La France possède présentement près de cinq cents écrivains voués spécialement au théâtre, assermentés et réunis en corporation. Elle compte en outre les aspirans par milliers les uns dévorés d’un besoin maladif de renommée, les autres, en beaucoup plus grand nombre, humbles courtiers-marrons du commerce dramatique, et dont l’unique ambition est de monnayer les heures dérobées à l’administration qui les emploie, à l’industrie dont ils pourraient vivre.
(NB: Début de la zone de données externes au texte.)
fn reals(values: &[f32]) -> Vec<Object> {
    values.iter().copied().map(Object::Real).collect()
}

// =============================================================================
// Engine
// =============================================================================

/// Watermark every page of `source`, stamped with the current local time.
///
/// Returns a new byte buffer; `source` is never modified.
pub fn apply_watermark(source: &[u8], label: &str) -> Result<Vec<u8>> {
    apply_watermark_with(source, &WatermarkSpec::now(label))
}

/// Watermark every page using a caller supplied timestamp string.
pub fn apply_watermark_at(source: &[u8], label: &str, timestamp: &str) -> Result<Vec<u8>> {
    apply_watermark_with(source, &WatermarkSpec::new(label, timestamp))
}

/// Watermark every page with a prepared spec.
pub fn apply_watermark_with(source: &[u8], spec: &WatermarkSpec) -> Result<Vec<u8>> {
    let mut doc = Document::load_mem(source)
        .map_err(|e| Error::InvalidDocument(format!("Failed to parse PDF: {e}")))?;

    // Saving would write the decrypted objects and drop the owner's permissions
    if super::document::is_protected(&doc) {
        return Err(Error::InvalidDocument(
            "encrypted documents are not supported".to_string(),
        ));
    }

    let pages: Vec<ObjectId> = doc.get_pages().into_values().collect();
    if pages.is_empty() {
        return Err(Error::InvalidDocument("document has no pages".to_string()));
    }

    let shared = SharedResources::add_to(&mut doc);

    for (index, &page_id) in pages.iter().enumerate() {
        watermark_page(&mut doc, page_id, spec, &shared).map_err(|e| {
            debug!("Watermarking page {} failed: {}", index + 1, e);
            e
        })?;
    }

    let mut output = Vec::new();
    doc.save_to(&mut output)
        .map_err(|e| Error::RenderFailure(format!("Failed to save PDF: {e}")))?;

    info!(
        "Watermarked {} page(s), {} -> {} bytes",
        pages.len(),
        source.len(),
        output.len()
    );

    Ok(output)
}

fn watermark_page(
    doc: &mut Document,
    page_id: ObjectId,
    spec: &WatermarkSpec,
    shared: &SharedResources,
) -> Result<()> {
    let mut canvas = PageCanvas::open(page::media_box(doc, page_id));
    let layout = PageLayout::compute(spec, canvas.width, canvas.height)?;

    let names = shared.register(doc, page_id)?;
    for stamp in layout.stamps() {
        canvas.draw(stamp, &names)?;
    }

    debug!(
        "Page {:?}: {}x{} headline at ({:.2}, {:.2})",
        page_id, canvas.width, canvas.height, layout.headline.x, layout.headline.y
    );

    let content = canvas.close()?;
    page::append_isolated_content(doc, page_id, content)
}

// =============================================================================
// Tests
// =============================================================================
mod document;
mod font;
mod page;
pub mod watermark;

pub use document::{DocumentMetadata, PdfDocument, page_count};
pub use font::StandardFont;
pub use watermark::{
    PageLayout, Rgb, TextStamp, Transparency, WatermarkSpec, apply_watermark, apply_watermark_at,
    apply_watermark_with,
};

#[cfg(test)]
pub(crate) mod test_support {
    use lopdf::content::{Content, Operation};
    use lopdf::{
        Dictionary, Document, EncryptionState, EncryptionVersion, Object, Permissions, Stream,
    };

    /// Build a PDF with one page per `(width, height)`, each showing "Page N".
    #[allow(clippy::unwrap_used)]
    pub fn sample_pdf(sizes: &[(i64, i64)]) -> Vec<u8> {
        let mut doc = Document::with_version("1.5");
        let page_tree_id = doc.new_object_id();

        let font_id = doc.add_object(Dictionary::from_iter([
            ("Type", Object::Name(b"Font".to_vec())),
            ("Subtype", Object::Name(b"Type1".to_vec())),
            ("BaseFont", Object::Name(b"Helvetica".to_vec())),
        ]));
        let resources_id = doc.add_object(Dictionary::from_iter([(
            "Font",
            Object::Dictionary(Dictionary::from_iter([("F1", Object::Reference(font_id))])),
        )]));

        let mut kids = Vec::with_capacity(sizes.len());
        for (index, &(width, height)) in sizes.iter().enumerate() {
            let content = Content {
                operations: vec![
                    Operation::new("BT", vec![]),
                    Operation::new("Tf", vec!["F1".into(), 12.into()]),
                    Operation::new("Td", vec![72.into(), 72.into()]),
                    Operation::new(
                        "Tj",
                        vec![Object::string_literal(format!("Page {}", index + 1))],
                    ),
                    Operation::new("ET", vec![]),
                ],
            };
            let content_id =
                doc.add_object(Stream::new(Dictionary::new(), content.encode().unwrap()));

            let page_id = doc.add_object(Dictionary::from_iter([
                ("Type", Object::Name(b"Page".to_vec())),
                ("Parent", Object::Reference(page_tree_id)),
                ("Contents", Object::Reference(content_id)),
                ("Resources", Object::Reference(resources_id)),
                (
                    "MediaBox",
                    Object::Array(vec![0.into(), 0.into(), width.into(), height.into()]),
                ),
            ]));
            kids.push(Object::Reference(page_id));
        }

        let count = i64::try_from(kids.len()).unwrap();
        doc.objects.insert(
            page_tree_id,
            Object::Dictionary(Dictionary::from_iter([
                ("Type", Object::Name(b"Pages".to_vec())),
                ("Kids", Object::Array(kids)),
                ("Count", Object::Integer(count)),
            ])),
        );

        let catalog_id = doc.add_object(Dictionary::from_iter([
            ("Type", Object::Name(b"Catalog".to_vec())),
            ("Pages", Object::Reference(page_tree_id)),
        ]));
        doc.trailer.set("Root", Object::Reference(catalog_id));

        let mut output = Vec::new();
        doc.save_to(&mut output).unwrap();
        output
    }

    /// Like [`sample_pdf`], but RC4-encrypted with an owner password and an
    /// empty user password, so it opens without prompting.
    #[allow(clippy::unwrap_used)]
    pub fn owner_protected_pdf(sizes: &[(i64, i64)]) -> Vec<u8> {
        let mut doc = Document::load_mem(&sample_pdf(sizes)).unwrap();
        let file_id = Object::string_literal(b"0123456789abcdef".to_vec());
        doc.trailer
            .set("ID", Object::Array(vec![file_id.clone(), file_id]));

        let state = EncryptionState::try_from(EncryptionVersion::V2 {
            document: &doc,
            owner_password: "owner",
            user_password: "",
            key_length: 128,
            permissions: Permissions::PRINTABLE,
        })
        .unwrap();
        doc.encrypt(&state).unwrap();

        let mut output = Vec::new();
        doc.save_to(&mut output).unwrap();
        output
    }

    /// Decode the last content stream of a page (1-based page number).
    #[allow(clippy::unwrap_used)]
    pub fn overlay_operations(pdf: &[u8], page_number: u32) -> Vec<Operation> {
        let doc = Document::load_mem(pdf).unwrap();
        let page_id = *doc.get_pages().get(&page_number).unwrap();
        let contents = doc.get_dictionary(page_id).unwrap().get(b"Contents").unwrap();
        let last = contents.as_array().unwrap().last().unwrap().as_reference().unwrap();
        let stream = doc.get_object(last).unwrap().as_stream().unwrap();
        let bytes = stream
            .decompressed_content()
            .unwrap_or_else(|_| stream.content.clone());
        Content::decode(&bytes).unwrap().operations
    }
}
On serait épouvanté si l’on connaissait avec exactitude le nombre des jeunes gens qui passent les plus belles années de leur vie à feuilleter des livres pour trouver des sujets, à poursuivre des collaborateurs, à fatiguer les directions théâtrales sans autre résultat que de fournir à chacun des vingt théâtres de Paris l’occasion de refuser, par année, deux à trois cents pièces. A mesure que la manie d’écrire pour la scène se propage, la littérature dramatique semble devenir plus stérile. Interrogez les directeurs les uns après les autres ; ils vous répondront que les manuscrits pleuvent dans leurs cartons, mais qu’ils n’y découvrent pas de pièces. Je ne suis pourtant pas de ceux qui croient à l’épuisement des esprits. L’intelligence d’une nation est une force qui se déplace suivant les circonstances, mais dont le fonds ne dépérit pas. La pénurie momentanée que je signale ne tient, selon moi, qu’à un ensemble de causes que j’essaierai peut-être de dévoiler quelque jour. Quoi qu’il en soit, le mal existe. La littérature ne contribue plus que par exception à la fortune des théâtres. Les trois quarts des succès d’argent sont des succès d’acteur, comme celui de Clarisse au Gymnase, et, quand une administration n’a pas eu le bonheur ou l’adresse d’attacher au nom d’un artiste le prestige de la popularité, elle donne trente premières représentations dans une année sans réaliser une seule recette. Telle est en deux mots l’histoire de l’administration du Vaudeville qui vient de succomber.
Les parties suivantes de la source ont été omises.